The publicly-owned bottomlands along Northeast Creek are noted as a “buffer,” but they are not that wide and I would like to hear some concern to avoid harm to this public land and those who use it. At times many vehicles can be seen parked along Grandale on a weekend. If deer hunting decreases because of building hemming in the Wildlife Resources Commission-managed, Federally-owned gameland there might be an increase in the deer population in nearby neighborhoods, which is probably already high compared to other counties in the State. I like our neighborhood deer herds, but there could still be problems. There is also the issue that some species might need larger areas of forest than just what is protected as public land, or species might need upland as well as bottomland habitat, so buildings and roads could lead to the loss of species within the gameland. There is also the issue of species associated with human activity, such as English ivy, Norway rats, and feral cats, coming in with building and harming native plants and animals, not that I liike seeing rat traps around shopping centers. Near the site I have seen some non-native trees common on vacant land downtown growing on the clearcut land and utility corridors, though so far they are uncommon.

There is talk of a 40-50-foot buffer around the site, but most of the land was completely cleared of trees. Since then a growing woods around 20 feet high or more has sprouted since then, so the site is again wooded, but it once had larger trees and more hardwoods. A wooded buffer could have been had freely, but if non-native species are planted, they could easily escape into the adjacent gameland, and clearcutting spreads some non-native plants.

The NC NHP inventory reports noted nesting black-and-white warblers and probably nesting sharp-shinned hawks and the presence of ribbon snakes as rare animal species in the areas studied along Northeast Creek at the south end of the County, as well as Douglass’ bittercress and other state or regionally rare or unusual plants, and there were otters and mink along the Creek. The area has not been re-surveyed since 1999. The most recent Durham report recommended that “Preservation of upland buffers along the edges of the bottomlands should be given a high priority. These slopes provide denning areas for terrestrial species, as well as refuges during periods of high water” while the 1999 Jordan Lake Inventory recommended that “No more utility corridors should be allowed in the area” along the Creek between 55 and 751. These recommendations directly relate to this rezoning application, but aren’t being brought up. I suggested to the Wildlife Resources Commission and US Army Corps of Engineers that the proposals in this area should be of concern to them.

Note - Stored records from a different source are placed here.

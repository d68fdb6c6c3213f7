use std::path::PathBuf;
use thiserror::Error;

/// Errors that can occur when loading a manifest or gating on completeness.
///
/// Store reads and writes never fail; only the manifest loader and
/// [`ConfigStore::require_complete`](crate::config::ConfigStore::require_complete)
/// produce these.
#[derive(Debug, Error)]
pub enum ConfigError {
    #[error("Failed to read manifest '{path}': {source}")]
    ReadError {
        path: PathBuf,
        #[source]
        source: std::io::Error,
    },

    #[error("Failed to parse manifest '{path}': {source}")]
    ParseError {
        path: PathBuf,
        #[source]
        source: toml::de::Error,
    },

    #[error("Manifest validation failed: {message}")]
    ValidationError { message: String },

    #[error("Configuration incomplete, missing: {}", .missing.join(", "))]
    Incomplete { missing: Vec<String> },
}

#[cfg(test)]
mod tests {
    use super::*;

    #[test]
    fn incomplete_lists_missing_keys() {
        let err = ConfigError::Incomplete {
            missing: vec!["HOST".to_string(), "USER".to_string()],
        };
        assert_eq!(err.to_string(), "Configuration incomplete, missing: HOST, USER");
    }
}
//! Environment variable lookup.
//!
//! The store never touches `std::env` directly. It reads through an
//! [`EnvSource`], so tests and embedders can substitute their own
//! environment.

use std::collections::HashMap;

/// Source of environment variable values.
///
/// Lookups are exact-name and case-sensitive. A variable that is not set
/// yields an empty string; lookups never fail.
pub trait EnvSource: Send + Sync {
    /// Get the value of `name`, or `""` if it is not set.
    fn lookup(&self, name: &str) -> String;
}

/// The real process environment.
///
/// Values that are not valid UTF-8 are treated as unset.
#[derive(Debug, Clone, Copy, Default)]
pub struct ProcessEnv;

impl EnvSource for ProcessEnv {
    fn lookup(&self, name: &str) -> String {
        std::env::var(name).unwrap_or_default()
    }
}

/// In-memory environment backed by a map.
#[derive(Debug, Clone, Default)]
pub struct MapEnv {
    vars: HashMap<String, String>,
}

impl MapEnv {
    /// Create an empty environment.
    pub fn new() -> Self {
        Self::default()
    }

    /// Add a variable.
    pub fn with_var(mut self, name: impl Into<String>, value: impl Into<String>) -> Self {
        self.vars.insert(name.into(), value.into());
        self
    }
}

impl<K, V> FromIterator<(K, V)> for MapEnv
where
    K: Into<String>,
    V: Into<String>,
{
    fn from_iter<I: IntoIterator<Item = (K, V)>>(iter: I) -> Self {
        Self {
            vars: iter
                .into_iter()
                .map(|(k, v)| (k.into(), v.into()))
                .collect(),
        }
    }
}

impl EnvSource for MapEnv {
    fn lookup(&self, name: &str) -> String {
        self.vars.get(name).cloned().unwrap_or_default()
    }
}

impl<F> EnvSource for F
where
    F: Fn(&str) -> String + Send + Sync,
{
    fn lookup(&self, name: &str) -> String {
        self(name)
    }
}
//! Status records and their text rendering.

use std::fmt;
use std::io::{self, Write};

use serde::Serialize;

/// Status of one known key.
#[derive(Debug, Clone, PartialEq, Eq, Serialize)]
pub struct KeyStatus {
    pub key: String,
    /// `None` when the stored value is empty.
    pub value: Option<String>,
}

impl KeyStatus {
    pub fn new(key: impl Into<String>, value: &str) -> Self {
        Self {
            key: key.into(),
            value: (!value.is_empty()).then(|| value.to_string()),
        }
    }

    pub fn is_set(&self) -> bool {
        self.value.is_some()
    }
}

impl fmt::Display for KeyStatus {
    fn fmt(&self, f: &mut fmt::Formatter<'_>) -> fmt::Result {
        match &self.value {
            Some(value) => write!(f, "{}: {}", self.key, value),
            None => write!(f, "{}: (not set)", self.key),
        }
    }
}

/// Sort records by key for stable output.
pub fn sorted(mut statuses: Vec<KeyStatus>) -> Vec<KeyStatus> {
    statuses.sort_by(|a, b| a.key.cmp(&b.key));
    statuses
}

/// Write one `KEY: value` line per record.
pub fn write_lines<W: Write>(mut writer: W, statuses: &[KeyStatus]) -> io::Result<()> {
    for status in statuses {
        writeln!(writer, "{}", status)?;
    }
    writer.flush()
}
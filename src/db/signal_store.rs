use sqlx::SqlitePool;

use crate::config::{DEDUP_WINDOW_SECS, SIGNALS_MAX_LIMIT};
use crate::db::models::SignalRow;
use crate::error::Result;
use crate::types::{Signal, SignalDraft, SignalLevel};

/// Persists signals and enforces the dedup window: a draft whose
/// (kind, message) already exists within the last ten minutes is dropped
/// and the existing row returned instead.
pub struct SignalStore {
    pool: SqlitePool,
}

impl SignalStore {
    pub fn new(pool: SqlitePool) -> Self {
        Self { pool }
    }

    /// Insert a draft unless an equivalent signal already exists inside the
    /// dedup window. Returns the signal plus whether a row was created.
    ///
    /// The lookup and insert share one transaction. Writers are serialized by
    /// the one-cycle-at-a-time scheduler, not by the transaction itself.
    /// `now` is injected so the caller's cycle clock also drives the window.
    pub async fn create_at(&self, draft: &SignalDraft, now: i64) -> Result<(Signal, bool)> {
        let cutoff = now - DEDUP_WINDOW_SECS;
        let mut tx = self.pool.begin().await?;

        let existing = sqlx::query_as::<_, SignalRow>(
            r#"
            SELECT id, kind, level, message, analysis, metadata, created_at
            FROM signals
            WHERE kind = ? AND message = ? AND created_at >= ?
            ORDER BY created_at DESC
            LIMIT 1
            "#,
        )
        .bind(&draft.kind)
        .bind(&draft.message)
        .bind(cutoff)
        .fetch_optional(&mut *tx)
        .await?;

        if let Some(row) = existing {
            tx.commit().await?;
            return Ok((row.into_signal(), false));
        }

        let metadata = draft.metadata.to_string();
        let inserted = sqlx::query(
            r#"
            INSERT INTO signals (kind, level, message, analysis, metadata, created_at)
            VALUES (?, ?, ?, NULL, ?, ?)
            "#,
        )
        .bind(&draft.kind)
        .bind(draft.level.as_str())
        .bind(&draft.message)
        .bind(&metadata)
        .bind(now)
        .execute(&mut *tx)
        .await?;

        tx.commit().await?;

        let signal = Signal {
            id: inserted.last_insert_rowid(),
            kind: draft.kind.clone(),
            level: draft.level,
            message: draft.message.clone(),
            analysis: None,
            metadata: draft.metadata.clone(),
            created_at: now,
        };
        Ok((signal, true))
    }

    /// Attach deep-analysis text to a signal. At most one attachment wins;
    /// returns false when the signal is missing or already analyzed.
    pub async fn attach_analysis(&self, id: i64, analysis: &str) -> Result<bool> {
        let result = sqlx::query(
            "UPDATE signals SET analysis = ? WHERE id = ? AND analysis IS NULL",
        )
        .bind(analysis)
        .bind(id)
        .execute(&self.pool)
        .await?;
        Ok(result.rows_affected() > 0)
    }

    /// Newest signals first. `limit` is clamped to [1, SIGNALS_MAX_LIMIT].
    pub async fn latest(&self, limit: i64) -> Result<Vec<Signal>> {
        let limit = limit.clamp(1, SIGNALS_MAX_LIMIT);
        let rows = sqlx::query_as::<_, SignalRow>(
            r#"
            SELECT id, kind, level, message, analysis, metadata, created_at
            FROM signals
            ORDER BY created_at DESC, id DESC
            LIMIT ?
            "#,
        )
        .bind(limit)
        .fetch_all(&self.pool)
        .await?;
        Ok(rows.into_iter().map(SignalRow::into_signal).collect())
    }

    pub async fn get(&self, id: i64) -> Result<Option<Signal>> {
        let row = sqlx::query_as::<_, SignalRow>(
            r#"
            SELECT id, kind, level, message, analysis, metadata, created_at
            FROM signals
            WHERE id = ?
            "#,
        )
        .bind(id)
        .fetch_optional(&self.pool)
        .await?;
        Ok(row.map(SignalRow::into_signal))
    }

    /// Count of warning/critical signals since `since` (epoch seconds).
    /// Feeds the escalated-signal gauge on /health.
    pub async fn escalated_count_since(&self, since: i64) -> Result<i64> {
        let count: i64 = sqlx::query_scalar(
            "SELECT COUNT(*) FROM signals WHERE created_at >= ? AND level != ?",
        )
        .bind(since)
        .bind(SignalLevel::Info.as_str())
        .fetch_one(&self.pool)
        .await?;
        Ok(count)
    }
}

// ---------------------------------------------------------------------------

This site is already vast, and I suspect that the Wrenn family’s land to the west, which was also recently clearcut, is available for sale. Does the applicant know something the public doesn’t? I am concerned that approving the rezoning under consideration will be the signal to sell more land in the area, so the near future of a larger area is in question today. Similarly there was a large amount of change along Ellis Road over a short period. The application seems to say that housing will be built along Grandale, as well as a new road. I only found out recently that the DCHCMPO plans to extend Hopson Road from 55 to Grandale and extend Grandale south in Chatham County. What are Cary’s plans along the county line? Is their plan to burden Durham to benefit Cary and other locations not in Durham County?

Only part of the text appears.